Großbritannien und der Brexit: Briten zwischen Mitleid und Verachtung für May

Großbritannien dilettiert weiter beim Brexit. Premierministerin May sucht Entgegenkommen bei den Verbündeten und verliert daheim an Vertrauen.

Beherrscht und äußerlich unbeirrt wie immer hat die britische Premierministerin am Dienstag ihre kurzfristig anberaumte Europa-Reise absolviert. Bei Besuchen in Den Haag, Berlin und Brüssel wollte Theresa May ausloten, ob ihr die Verbündeten beim Brexit entgegenkommen können. Unterdessen wurde die Regierungschefin im Londoner Unterhaus erneut scharf dafür getadelt, dass sie am Montag die geplante Abstimmung über den eigentlich vereinbarten EU-Austrittsvertrag verschoben hatte. Die Labour-Opposition erwägt nun einen Misstrauensantrag gegen die Regierung.
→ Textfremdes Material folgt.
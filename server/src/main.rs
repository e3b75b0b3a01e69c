use anyhow::Context as _;
use clap::Parser;
use mcp_bridge_server::bootstrap::shutdown_signal;
use mcp_bridge_server::config::ServerConfig;
use tokio::net::TcpListener;

#[tokio::main(flavor = "current_thread")]
async fn main() -> anyhow::Result<()> {
    let config = ServerConfig::parse();
    mcp_bridge_server::logging::init(config.debug_logs);

    let (host, port) = config.bind_addr();
    tracing::info!("starting HTTP MCP server on {host}:{port}");
    let listener = TcpListener::bind((host, port))
        .await
        .with_context(|| format!("bind {host}:{port}"))?;
    mcp_bridge_server::run(listener, &config, shutdown_signal()).await
}
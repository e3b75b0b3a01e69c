//! `GET /.well-known/mcp/server-card.json`: the static discovery document.
//!
//! The file is read on every request so a redeployed card is picked up
//! without a restart.

use std::io;
use std::path::{Path, PathBuf};

use axum::extract::State;
use axum::http::StatusCode;
use axum::response::{IntoResponse, Response};
use axum::Json;
use serde_json::Value;
use thiserror::Error;

use crate::error::ErrorBody;
use crate::AppState;

#[derive(Debug, Error)]
pub enum CardError {
    #[error("server card not found at {}", .0.display())]
    NotFound(PathBuf),

    #[error("failed to read server card: {0}")]
    Read(#[from] io::Error),

    #[error("server card is not valid JSON: {0}")]
    Parse(#[from] serde_json::Error),
}

impl IntoResponse for CardError {
    fn into_response(self) -> Response {
        match self {
            CardError::NotFound(_) => {
                (StatusCode::NOT_FOUND, Json(ErrorBody::new("Server card not found"))).into_response()
            }
            CardError::Read(_) | CardError::Parse(_) => (
                StatusCode::INTERNAL_SERVER_ERROR,
                Json(ErrorBody::new("Failed to load server card")),
            )
                .into_response(),
        }
    }
}

pub async fn serve(State(state): State<AppState>) -> Response {
    match load(&state.server_card_path).await {
        Ok(card) => Json(card).into_response(),
        Err(err) => {
            match &err {
                CardError::NotFound(_) => tracing::error!("{err}"),
                _ => tracing::error!(error = %err, "error serving server card"),
            }
            err.into_response()
        }
    }
}

pub async fn load(path: &Path) -> Result<Value, CardError> {
    let raw = match tokio::fs::read(path).await {
        Ok(raw) => raw,
        Err(e) if e.kind() == io::ErrorKind::NotFound => {
            return Err(CardError::NotFound(path.to_path_buf()))
        }
        Err(e) => return Err(e.into()),
    };
    Ok(serde_json::from_slice(&raw)?)
}
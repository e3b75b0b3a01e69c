//! Buffered request/response adapter handed to an engine for one call.
//!
//! # Design
//! An `Exchange` owns the fully-read request body and a fresh
//! `ResponseAccumulator`. The engine reads the body through `receive` and
//! writes its reply through `send`; nothing here performs I/O. The caller
//! folds the accumulator into an `HttpResponse` once the engine returns.

use bytes::Bytes;

use crate::http::{HeaderPair, HttpResponse};
use crate::message::{ReceiveMessage, SendMessage};

/// Reply state collected from `send` calls.
#[derive(Debug, Clone, PartialEq, Eq)]
pub struct ResponseAccumulator {
    started: bool,
    status: u16,
    headers: Vec<HeaderPair>,
    body: Vec<u8>,
}

impl Default for ResponseAccumulator {
    fn default() -> Self {
        Self {
            started: false,
            status: 200,
            headers: Vec::new(),
            body: Vec::new(),
        }
    }
}

impl ResponseAccumulator {
    pub fn started(&self) -> bool {
        self.started
    }

    pub fn status(&self) -> u16 {
        self.status
    }

    pub fn headers(&self) -> &[HeaderPair] {
        &self.headers
    }

    pub fn body(&self) -> &[u8] {
        &self.body
    }

    /// Apply one engine message. Unknown kinds are ignored.
    pub fn apply(&mut self, message: SendMessage) {
        match message {
            SendMessage::ResponseStart { status, headers } => {
                self.started = true;
                self.status = status;
                self.headers = headers;
            }
            SendMessage::ResponseBody { body } => {
                if let Some(fragment) = body {
                    self.body.extend_from_slice(&fragment);
                }
            }
            SendMessage::Other => {
                tracing::debug!("ignoring unknown response message kind");
            }
        }
    }

    pub fn into_response(self) -> HttpResponse {
        HttpResponse {
            status: self.status,
            headers: self.headers,
            body: self.body,
        }
    }
}

/// The receive/send pair for one call.
#[derive(Debug)]
pub struct Exchange {
    body: Bytes,
    response: ResponseAccumulator,
}

impl Exchange {
    pub fn new(body: impl Into<Bytes>) -> Self {
        Self {
            body: body.into(),
            response: ResponseAccumulator::default(),
        }
    }

    /// Returns the request body. Repeated calls return the same payload.
    pub fn receive(&self) -> ReceiveMessage {
        ReceiveMessage::Request {
            body: self.body.clone(),
        }
    }

    pub fn send(&mut self, message: SendMessage) {
        self.response.apply(message);
    }

    pub fn response(&self) -> &ResponseAccumulator {
        &self.response
    }

    pub fn into_response(self) -> HttpResponse {
        self.response.into_response()
    }
}
//! Process configuration from flags and the environment.

use std::convert::Infallible;
use std::path::PathBuf;

use clap::{ArgAction, Parser};

/// Discovery document location, relative to the deployment root.
pub const DEFAULT_SERVER_CARD_PATH: &str = ".well-known/mcp/server-card.json";

#[derive(Debug, Clone, Parser)]
#[command(
    name = "mcp-bridge-server",
    version,
    about = "Serve the MCP protocol engine over streamable HTTP"
)]
pub struct ServerConfig {
    /// Address to bind.
    #[arg(long, env = "HOST", default_value = "0.0.0.0")]
    pub host: String,

    /// Port to bind.
    #[arg(long, env = "PORT", default_value_t = 8080)]
    pub port: u16,

    /// Emit informational logs when set to `true` (any case). Every other
    /// value keeps the process quiet.
    #[arg(
        long,
        env = "DEBUG_LOGS",
        default_value_t = false,
        action = ArgAction::Set,
        value_parser = parse_debug_logs
    )]
    pub debug_logs: bool,

    /// Path of the discovery document served under `/.well-known/mcp/`.
    #[arg(long, env = "SERVER_CARD_PATH", default_value = DEFAULT_SERVER_CARD_PATH)]
    pub server_card_path: PathBuf,
}

/// Only `true` enables logging; unrecognised values are not an error.
fn parse_debug_logs(raw: &str) -> Result<bool, Infallible> {
    Ok(raw.eq_ignore_ascii_case("true"))
}

impl ServerConfig {
    pub fn bind_addr(&self) -> (&str, u16) {
        (self.host.as_str(), self.port)
    }
}

#[cfg(test)]
mod tests {
    use super::*;

    #[test]
    fn flags_override_everything() {
        let config = ServerConfig::try_parse_from([
            "mcp-bridge-server",
            "--host",
            "127.0.0.1",
            "--port",
            "9000",
            "--debug-logs",
            "true",
            "--server-card-path",
            "/srv/card.json",
        ])
        .unwrap();
        assert_eq!(config.bind_addr(), ("127.0.0.1", 9000));
        assert!(config.debug_logs);
        assert_eq!(config.server_card_path, PathBuf::from("/srv/card.json"));
    }

    #[test]
    fn debug_logs_is_on_only_for_true() {
        for (raw, expected) in [
            ("true", true),
            ("TRUE", true),
            ("True", true),
            ("false", false),
            ("1", false),
            ("yes", false),
            ("on", false),
            ("verbose", false),
        ] {
            let config =
                ServerConfig::try_parse_from(["mcp-bridge-server", "--debug-logs", raw]).unwrap();
            assert_eq!(config.debug_logs, expected, "{raw}");
        }
    }

    #[test]
    fn debug_logs_defaults_off() {
        let config = ServerConfig::try_parse_from(["mcp-bridge-server"]).unwrap();
        assert!(!config.debug_logs);
    }

    #[test]
    fn rejects_out_of_range_port() {
        assert!(ServerConfig::try_parse_from(["mcp-bridge-server", "--port", "70000"]).is_err());
    }
}
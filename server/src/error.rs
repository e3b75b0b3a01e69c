//! Request-level failures on the `/mcp` route.
//!
//! # Design
//! Every variant becomes a 500 with a JSON `{"error": "<message>"}` body.
//! The partially filled accumulator is never sent; the reply is built from
//! the error alone. A panic below the handler is turned into the same reply
//! by `panic_response`.

use std::any::Any;

use axum::http::StatusCode;
use axum::response::{IntoResponse, Response};
use axum::Json;
use mcp_bridge_core::EngineError;
use serde::Serialize;
use thiserror::Error;

use crate::cors;

#[derive(Debug, Error)]
pub enum HandlerError {
    /// The request body could not be read.
    #[error("failed to read request body: {0}")]
    Body(#[source] axum::Error),

    #[error(transparent)]
    Engine(#[from] EngineError),

    /// The engine emitted a status code HTTP cannot carry.
    #[error("engine produced invalid status code {0}")]
    InvalidStatus(u16),

    /// The engine emitted a header name or value HTTP cannot carry.
    #[error("engine produced invalid header: {0}")]
    InvalidHeader(String),

    #[error("MCP endpoint panicked: {0}")]
    Panicked(String),
}

/// JSON body of every error reply.
#[derive(Debug, Serialize)]
pub struct ErrorBody {
    pub error: String,
}

impl ErrorBody {
    pub fn new(error: impl Into<String>) -> Self {
        Self { error: error.into() }
    }
}

/// Panic handler for `CatchPanicLayer` on the `/mcp` route.
pub fn panic_response(payload: Box<dyn Any + Send + 'static>) -> Response {
    let message = if let Some(s) = payload.downcast_ref::<&str>() {
        (*s).to_string()
    } else if let Some(s) = payload.downcast_ref::<String>() {
        s.clone()
    } else {
        "unknown panic payload".to_string()
    };
    let err = HandlerError::Panicked(message);
    tracing::error!(error = %err, "error in MCP endpoint");
    err.into_response()
}

impl IntoResponse for HandlerError {
    fn into_response(self) -> Response {
        let mut response = (
            StatusCode::INTERNAL_SERVER_ERROR,
            Json(ErrorBody::new(self.to_string())),
        )
            .into_response();
        cors::allow_origin(response.headers_mut());
        response
    }
}
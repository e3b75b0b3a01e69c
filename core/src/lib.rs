//! Protocol-side core of the MCP streamable-HTTP bridge.
//!
//! # Overview
//! Turns one buffered HTTP call into the scope/receive/send exchange a
//! protocol engine expects, and folds the engine's emitted messages back into
//! a single `HttpResponse`. Nothing here binds sockets; the server crate owns
//! the listener and the framework types.
//!
//! # Design
//! - `Exchange` is the per-call adapter: one request body in, an accumulator
//!   of `SendMessage`s out.
//! - `Engine` is the seam the HTTP handler calls through. It is shared by
//!   every in-flight call, so per-call state lives in the `Exchange`.
//! - `StreamableHttpTransport` is the shipped engine. It forwards JSON-RPC
//!   messages to a single persistent `McpServer` run-loop.

pub mod engine;
pub mod error;
pub mod exchange;
pub mod http;
pub mod jsonrpc;
pub mod message;
pub mod server;
pub mod transport;
pub mod types;

pub use engine::Engine;
pub use error::{EngineError, ToolError};
pub use exchange::{Exchange, ResponseAccumulator};
pub use http::{HeaderPair, HttpResponse, RequestScope};
pub use message::{ReceiveMessage, SendMessage};
pub use server::{McpServer, NoTools, ServerStreams, ToolHandler};
pub use transport::StreamableHttpTransport;
pub use types::ServerInfo;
Vor ihrem Zusammentreffen mit der deutschen Kanzlerin Angela Merkel erlitt May ein Missgeschick: Kurzzeitig ließ sich die Tür ihrer Limousine nicht öffnen. Allem fröhlichen Lächeln beim anschließenden Händedruck zum Trotz hätte die Szene symbolhafter für ihre derzeitige Lage kaum sein können. Eingesperrt zwischen den unvereinbaren Brexit-Ultras und EU-Freunden in ihrer eigenen Partei, unter Druck von der Opposition im Unterhaus und in den Regionen des Landes, gejagt von Tory-Rivalen, die an ihrem Stuhl sägen – für die Premierministerin scheint es politisch kaum noch einen Ausweg zu geben.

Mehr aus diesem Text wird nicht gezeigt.